Tax season. A time when filers scramble around to collect various tax documents, like Form W2, 1099s, and any tax- deductible receipts they can get their hands on.
While it may be a bit too late to make many tax saving changes now, there is still one trick you may be able to pull out of the hat...a deductible contribution to a Traditional IRA. Most think the contribution must be made before they hit the send button on their return. That is not the case-
You can actually use your refund as your contribution. Just make sure to have the funds deposited into a qualified account by the filing deadline (April 18th for 2022).
A bit confused still. Let's break it down...
What is a refund, really?
Let us say that you have prepared your tax return, and it shows you overpaid your fair share of taxes by $1,500. Before you get too excited, remember this is the amount you overpaid, meaning you gave the government an interest-free loan. Think of taxes like a game of horseshoes...the closest to the target (in the tax world, the target is $0 overpayment) wins.
So, you unknowingly gave the IRS too much money throughout the previous year, and now they owe you that money back. You can take what is yours, and purchase $1,500 worth of tacos, cotton candy, or jellybeans. It is your money, after all. However, another option would be to redirect it towards reducing your taxable income. How? You can use the anticipated return as your deductible Traditional IRA contribution.
Reading the fine print
As I mentioned above, you have until April 18th this year to contribute into your Traditional IRA. Nowhere does it state that the contribution must be made before you file your tax return. So, claiming the contribution on your tax return, filing your return, receiving your refund, then using the refund to fund the contribution is just fine.
Sound too good to be true? Maybe, if you do not provide enough time for the pieces to come together. In a January 2022 article published by Tax Foundation, a report issued by National Tax Advocates show that as of December 2021, the IRS is still backlogged with some $6.2 million unprocessed returns from last year.

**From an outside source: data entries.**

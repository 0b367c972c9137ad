#![forbid(unsafe_code)]

//! XML Digital Signature (XML-DSig) creation and validation.
//!
//! An [`XmlSignature`] is built in memory (or read from a document with
//! [`XmlSignature::parse`]), signed into an enveloped or enveloping
//! document, and validated against the text it was read from. Keys come
//! from a [`KeySelector`]; limits on what a signature may ask for come from
//! the [`SecurePolicy`] of the [`DsigContext`].

pub mod context;
pub mod key_selector;
pub mod keyinfo;
pub mod manifest;
pub mod object;
pub mod reference;
pub mod secure;
pub mod signature;
pub mod signature_value;
pub mod signed_info;

pub use context::{DsigConfig, DsigContext};
pub use key_selector::{
    KeySelector, KeySource, KeyValueSelector, Purpose, SelectedKey, SingleKeySelector,
};
pub use keyinfo::{KeyInfo, KeyInfoItem, RetrievalMethod, Retrieved};
pub use manifest::Manifest;
pub use object::{ObjectContent, SignatureProperties, SignatureProperty, XmlObject};
pub use reference::{Reference, RetainedData};
pub use secure::SecurePolicy;
pub use signature::{RefPath, SignatureTarget, XmlSignature};
pub use signature_value::SignatureValue;
pub use signed_info::SignedInfo;

#[cfg(test)]
pub(crate) mod test_keys {
    use domsig_keys::loader::load_key_file;
    use domsig_keys::Key;
    use std::path::PathBuf;

    /// Load the committed fixture `test-data/keys/<name>`.
    pub fn load(name: &str) -> Key {
        let path = PathBuf::from(env!("CARGO_MANIFEST_DIR"))
            .join("../../test-data/keys")
            .join(name);
        load_key_file(&path).unwrap_or_else(|e| panic!("{}: {e}", path.display()))
    }
}
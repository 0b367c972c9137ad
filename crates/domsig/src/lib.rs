#![forbid(unsafe_code)]

//! domsig: a DOM-based W3C XML Signature engine.

pub use domsig_core as core;
pub use domsig_xml as xml;
pub use domsig_c14n as c14n;
pub use domsig_crypto as crypto;
pub use domsig_keys as keys;
pub use domsig_transforms as transforms;
pub use domsig_dsig as dsig;
#![forbid(unsafe_code)]

//! `<Signature>`: the sign and validate state machine.
//!
//! Signing works on the marshalled form. Every reference is digested
//! against a fresh render of the whole document, so a reference that covers
//! another reference (or a Manifest) sees the DigestValues computed before
//! it. Validation re-parses the text the signature was read from.

use crate::context::DsigContext;
use crate::key_selector::Purpose;
use crate::keyinfo::{key_info_element, KeyInfo};
use crate::object::XmlObject;
use crate::reference::Reference;
use crate::secure::SecurePolicy;
use crate::signature_value::{self, SignatureValue};
use crate::signed_info::SignedInfo;
use base64::Engine;
use domsig_c14n::C14nMode;
use domsig_core::{ns, Error};
use domsig_transforms::{DataKind, Transform, TransformData, TransformEnv};
use domsig_xml::document::{
    element_qname, find_child_element, find_child_elements, find_element, is_element,
    text_content,
};
use domsig_xml::writer::qualify;
use domsig_xml::xpath::{parse_same_document_ref, SameDocumentRef};
use domsig_xml::{IdRegistry, XmlWriter};
use roxmltree::{Document, Node};
use std::collections::{HashMap, HashSet};
use std::sync::Arc;

/// Where a reference lives inside a signature.
#[derive(Debug, Clone, Copy, PartialEq, Eq, Hash)]
pub enum RefPath {
    /// The i-th Reference of SignedInfo.
    SignedInfo(usize),
    /// A Reference of the `manifest`-th Manifest of the `object`-th Object.
    Manifest {
        object: usize,
        manifest: usize,
        reference: usize,
    },
}

impl std::fmt::Display for RefPath {
    fn fmt(&self, f: &mut std::fmt::Formatter<'_>) -> std::fmt::Result {
        match self {
            RefPath::SignedInfo(i) => write!(f, "SignedInfo/Reference[{}]", i + 1),
            RefPath::Manifest {
                object,
                manifest,
                reference,
            } => write!(
                f,
                "Object[{}]/Manifest[{}]/Reference[{}]",
                object + 1,
                manifest + 1,
                reference + 1
            ),
        }
    }
}

/// Where the signature goes when it is signed.
#[derive(Debug, Clone)]
pub enum SignatureTarget {
    /// The Signature element is the whole document.
    Enveloping,
    /// Append the Signature as the last child of the element with ID
    /// `parent_id`, or of the root element.
    Enveloped {
        document: String,
        parent_id: Option<String>,
    },
}
#![forbid(unsafe_code)]

//! Document helpers: ID registration, element lookup and prefix recovery.

use domsig_core::ns;
use roxmltree::{Document, Node, NodeId};
use std::collections::{HashMap, HashSet};

/// Attribute names always treated as IDs (unqualified).
const DEFAULT_ID_ATTRS: [&str; 3] = ["Id", "ID", "id"];

/// ID → element mapping for one parsed document.
///
/// A registry is built per sign or validate call and never shared between
/// documents. When an ID value occurs on more than one element the first
/// element in document order wins and the value is recorded as duplicated.
#[derive(Debug, Clone, Default)]
pub struct IdRegistry {
    ids: HashMap<String, NodeId>,
    duplicates: HashSet<String>,
}

impl IdRegistry {
    /// Scan `doc` for `Id`, `ID`, `id`, `xml:id` and every name in `extra_attrs`.
    ///
    /// Extra names written as `prefix:local` are matched against the
    /// attribute's qualified name as written in the source; plain names
    /// match unqualified attributes only.
    pub fn build(doc: &Document<'_>, extra_attrs: &[String]) -> Self {
        let mut registry = IdRegistry::default();
        let text = doc.input_text();
        for node in doc.descendants().filter(|n| n.is_element()) {
            for attr in node.attributes() {
                let is_id = match attr.namespace() {
                    None => {
                        DEFAULT_ID_ATTRS.contains(&attr.name())
                            || extra_attrs.iter().any(|x| x == attr.name())
                    }
                    Some(uri) if uri == ns::XML => attr.name() == "id",
                    Some(_) => {
                        let qname = &text[attr.range_qname()];
                        extra_attrs.iter().any(|x| x.contains(':') && x == qname)
                    }
                };
                if is_id {
                    registry.register(attr.value(), node.id());
                }
            }
        }
        registry
    }

    /// Register an ID explicitly.
    pub fn register(&mut self, id: &str, node: NodeId) {
        match self.ids.get(id) {
            Some(existing) if *existing != node => {
                tracing::debug!(id, "duplicate ID value, keeping first occurrence");
                self.duplicates.insert(id.to_owned());
            }
            Some(_) => {}
            None => {
                self.ids.insert(id.to_owned(), node);
            }
        }
    }

    pub fn get(&self, id: &str) -> Option<NodeId> {
        self.ids.get(id).copied()
    }

    /// Resolve `id` to its element in `doc`.
    pub fn lookup<'a, 'input>(
        &self,
        doc: &'a Document<'input>,
        id: &str,
    ) -> Option<Node<'a, 'input>> {
        self.get(id).and_then(|nid| doc.get_node(nid))
    }

    /// True when `id` was declared on more than one element.
    pub fn is_duplicate(&self, id: &str) -> bool {
        self.duplicates.contains(id)
    }

    pub fn has_duplicates(&self) -> bool {
        !self.duplicates.is_empty()
    }

    pub fn len(&self) -> usize {
        self.ids.len()
    }

    pub fn is_empty(&self) -> bool {
        self.ids.is_empty()
    }
}

// ── Element lookup ───────────────────────────────────────────────────

/// True if `node` is an element with the given namespace and local name.
pub fn is_element(node: Node<'_, '_>, ns_uri: &str, local_name: &str) -> bool {
    node.is_element()
        && node.tag_name().name() == local_name
        && node.tag_name().namespace().unwrap_or("") == ns_uri
}

/// Find the first descendant element with the given namespace and local name.
pub fn find_element<'a, 'input>(
    doc: &'a Document<'input>,
    ns_uri: &str,
    local_name: &str,
) -> Option<Node<'a, 'input>> {
    doc.descendants().find(|n| is_element(*n, ns_uri, local_name))
}

pub fn find_child_element<'a, 'input>(
    parent: Node<'a, 'input>,
    ns_uri: &str,
    local_name: &str,
) -> Option<Node<'a, 'input>> {
    parent.children().find(|n| is_element(*n, ns_uri, local_name))
}

pub fn find_child_elements<'a, 'input>(
    parent: Node<'a, 'input>,
    ns_uri: &str,
    local_name: &str,
) -> Vec<Node<'a, 'input>> {
    parent
        .children()
        .filter(|n| is_element(*n, ns_uri, local_name))
        .collect()
}

/// Iterate over element children only.
pub fn element_children<'a, 'input>(
    parent: Node<'a, 'input>,
) -> impl Iterator<Item = Node<'a, 'input>> {
    parent.children().filter(|n| n.is_element())
}

/// Concatenation of all descendant text nodes (the XPath string-value).
pub fn text_content(node: Node<'_, '_>) -> String {
    if node.is_text() || node.is_comment() {
        return node.text().unwrap_or("").to_owned();
    }
    let mut out = String::new();
    for d in node.descendants().filter(|d| d.is_text()) {
        out.push_str(d.text().unwrap_or(""));
    }
    out
}

// ── Prefix recovery ──────────────────────────────────────────────────

/// The prefix an element was written with, if any.
///
/// roxmltree only keeps expanded names, so the prefix is read back from the
/// source text at the element's start tag.
pub fn element_prefix<'input>(node: Node<'_, 'input>) -> Option<&'input str> {
    if !node.is_element() {
        return None;
    }
    let text = node.document().input_text();
    let tag = text.get(node.range().start + 1..)?;
    let end = tag
        .find(|c: char| c.is_whitespace() || c == '>' || c == '/')
        .unwrap_or(tag.len());
    let qname = &tag[..end];
    qname.split_once(':').map(|(prefix, _)| prefix)
}

/// The qualified name an element was written with.
pub fn element_qname(node: Node<'_, '_>) -> String {
    match element_prefix(node) {
        Some(prefix) => format!("{prefix}:{}", node.tag_name().name()),
        None => node.tag_name().name().to_owned(),
    }
}

/// The prefix an attribute was written with, if any.
pub fn attribute_prefix<'input>(
    doc: &Document<'input>,
    attr: &roxmltree::Attribute<'_, 'input>,
) -> Option<&'input str> {
    attr.namespace()?;
    let qname = doc.input_text().get(attr.range_qname())?;
    qname.split_once(':').map(|(prefix, _)| prefix)
}

#[cfg(test)]
mod tests {
    use super::*;

    #[test]
    fn test_id_registry_defaults_and_xml_id() {
        let xml = r#"<r xmlns:w="urn:w"><a Id="one"/><b xml:id="two"/><c w:Id="three"/></r>"#;
        let doc = crate::parse(xml).unwrap();
        let reg = IdRegistry::build(&doc, &[]);
        assert_eq!(reg.lookup(&doc, "one").unwrap().tag_name().name(), "a");
        assert_eq!(reg.lookup(&doc, "two").unwrap().tag_name().name(), "b");
        assert!(reg.lookup(&doc, "three").is_none());

        let reg = IdRegistry::build(&doc, &["w:Id".to_owned()]);
        assert_eq!(reg.lookup(&doc, "three").unwrap().tag_name().name(), "c");
    }

    #[test]
    fn test_duplicate_ids_first_wins() {
        let xml = r#"<r><a Id="x"/><b Id="x"/></r>"#;
        let doc = crate::parse(xml).unwrap();
        let reg = IdRegistry::build(&doc, &[]);
        assert!(reg.is_duplicate("x"));
        assert!(reg.has_duplicates());
        assert_eq!(reg.lookup(&doc, "x").unwrap().tag_name().name(), "a");
    }

    #[test]
    fn test_prefix_recovery() {
        let xml = r#"<ds:Signature xmlns:ds="http://www.w3.org/2000/09/xmldsig#" xmlns:p="urn:p" p:a="1"><SignedInfo xmlns="urn:x"/></ds:Signature>"#;
        let doc = crate::parse(xml).unwrap();
        let root = doc.root_element();
        assert_eq!(element_prefix(root), Some("ds"));
        assert_eq!(element_qname(root), "ds:Signature");
        let child = root.first_element_child().unwrap();
        assert_eq!(element_prefix(child), None);
        let attr = root.attributes().next().unwrap();
        assert_eq!(attribute_prefix(&doc, &attr), Some("p"));
    }

    #[test]
    fn test_text_content() {
        let doc = crate::parse("<a>x<b>y</b><!--c-->z</a>").unwrap();
        assert_eq!(text_content(doc.root_element()), "xyz");
    }
}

When will I receive my tax refund?
Does this mean that returns filed this year will run a bit late? According to the IRS, the average expected refund turnaround this year is about 21 days. For early filers, this should provide adequate time to use the strategy described above. For those counting the minutes until the approaching deadline, this won't work for you. Well, not unless you have an extra $1,500 sitting around with which you can float yourself a short-term loan.